Many people who take psychedelic drugs like shrooms or LSD describe one aspect of the experience as a "compromised self of 'self,'" or a breaking down of the familiar feeling of a boundary between yourself and the universe. It can be a moment of profound breakthrough, or a horrible experience — a "bad trip" — that turns you off the substance forever.

Now, neuroscientists from the Netherlands' Maastricht University think they've uncovered how psilocybin, the active chemical in shrooms, causes that mind-bending sensation that researchers call "ego dissolution" — findings they say could help explain the growing evidence for the therapeutic effects of psychedelic drugs.

Brain scans of subjects dosed with psilocybin, according to research published Saturday in the journal Neuropsychopharmacology, reveal that the effect is related to a neurotransmitter called glutamate.

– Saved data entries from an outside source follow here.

//! Login-identifier resolution.

use anyhow::Result;
use regex::Regex;

use crate::account::{User, UserRepo};

/// How an identifier matched: by email address or by in-game player name.
#[derive(Clone, Copy, Debug, PartialEq, Eq)]
pub enum Channel {
    Email,
    PlayerName,
}

impl Channel {
    #[must_use]
    pub const fn as_str(self) -> &'static str {
        match self {
            Self::Email => "email",
            Self::PlayerName => "player-name",
        }
    }
}

/// Normalize an email for lookup/uniqueness checks.
#[must_use]
pub fn normalize_email(email: &str) -> String {
    email.trim().to_lowercase()
}

/// Basic email format check on already-normalized input.
#[must_use]
pub fn valid_email(email_normalized: &str) -> bool {
    Regex::new(r"^[^@\s]+@[^@\s]+\.[^@\s]+$").is_ok_and(|regex| regex.is_match(email_normalized))
}

/// Map an identifier to exactly one account, or none.
///
/// Email exact-equality wins; only when no email matches is the identifier
/// tried as a player display name resolving to the name's owning account.
/// No side effects.
///
/// # Errors
/// Propagates account-store failures.
pub async fn resolve(users: &dyn UserRepo, identifier: &str) -> Result<Option<(User, Channel)>> {
    let normalized = normalize_email(identifier);
    if let Some(user) = users.find_by_email(&normalized).await? {
        return Ok(Some((user, Channel::Email)));
    }

    let Some(player) = users.find_player(identifier.trim()).await? else {
        return Ok(None);
    };
    let Some(uid) = player.uid else {
        // An unclaimed name owns no account.
        return Ok(None);
    };
    Ok(users
        .find_by_uid(uid)
        .await?
        .map(|user| (user, Channel::PlayerName)))
}

#[cfg(test)]
mod tests {
    use super::*;
    use crate::account::{CreateOutcome, MemoryUserRepo, NewUser, Permission};

    async fn seed_user(repo: &MemoryUserRepo, email: &str) -> User {
        let outcome = repo
            .create_user(NewUser {
                email: email.to_string(),
                nickname: "nickname".to_string(),
                password: "hash".to_string(),
                score: 1000,
                permission: Permission::Normal,
                verified: false,
                ip: "1.2.3.4".to_string(),
            })
            .await
            .expect("create_user failed");
        match outcome {
            CreateOutcome::Created(user) => user,
            CreateOutcome::Conflict => panic!("seed conflict"),
        }
    }

    #[tokio::test]
    async fn resolves_by_email_first() -> Result<()> {
        let repo = MemoryUserRepo::new();
        let user = seed_user(&repo, "a@b.c").await;
        let resolved = resolve(&repo, "a@b.c").await?;
        let (resolved, channel) = resolved.expect("should resolve");
        assert_eq!(resolved.uid, user.uid);
        assert_eq!(channel, Channel::Email);
        Ok(())
    }

    #[tokio::test]
    async fn email_lookup_is_normalized() -> Result<()> {
        let repo = MemoryUserRepo::new();
        let user = seed_user(&repo, "a@b.c").await;
        let resolved = resolve(&repo, " A@B.C ").await?;
        assert_eq!(resolved.map(|(user, _)| user.uid), Some(user.uid));
        Ok(())
    }

    #[tokio::test]
    async fn falls_back_to_player_name() -> Result<()> {
        let repo = MemoryUserRepo::new();
        let user = seed_user(&repo, "a@b.c").await;
        repo.create_player(user.uid, "steve").await?;
        let resolved = resolve(&repo, "steve").await?;
        let (resolved, channel) = resolved.expect("should resolve");
        assert_eq!(resolved.uid, user.uid);
        assert_eq!(channel, Channel::PlayerName);
        Ok(())
    }

    #[tokio::test]
    async fn unknown_identifier_resolves_to_none() -> Result<()> {
        let repo = MemoryUserRepo::new();
        seed_user(&repo, "a@b.c").await;
        assert!(resolve(&repo, "nope@nope.net").await?.is_none());
        assert!(resolve(&repo, "unknown-player").await?.is_none());
        Ok(())
    }

    #[test]
    fn valid_email_accepts_and_rejects() {
        assert!(valid_email("a@example.com"));
        assert!(valid_email("name.surname@example.co"));
        assert!(!valid_email("not-an-email"));
        assert!(!valid_email("missing-domain@"));
        assert!(!valid_email("@missing-local.example"));
    }
}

In the brain, glutamate acts as a sort of "on switch" in that it helps propagate neural signals traveling across brain cells — and altering how much reaches different areas of the brain, the findings suggest, appear to trigger profound changes in perception.

Put plainly, the study reveals a bizarre fact about our consciousness: altering one biomolecule in our brains can profoundly alter our subjective ability to perceive ourselves and how we experience the world.

Even more provocatively, the study found that the activity levels of glutamate in various brain regions are directly linked to a person's experience on psilocybin — higher glutamate levels in the medial prefrontal cortex were linked to a negative experience of ego dissolution, while lower levels in the hippocampus were linked to a positive one. And it turns out that psilocybin causes both impacts.

That's striking, because colloquially speaking, those findings could point to the neurological difference between a "good trip" and a "bad trip."

While scientists have long suspected that glutamate played a key role in psilocybin's impact on the brain, this study was the first double-blinded, placebo-controlled experiment to be conducted on human participants that confirmed and further probed that hunch.

Magic mushrooms remain illegal in the vast majority of countries around the world, but in recent years a number of clinical studies in countries where it's legal, like the Netherlands and Jamaica, have started to probe the drug for medicinal benefits.

Doctors have found evidence that psilocybin could help treat conditions ranging from anorexia to clinical depression and anxiety — and these first-ever human brain scans could help them understand why, at a biological level, that is.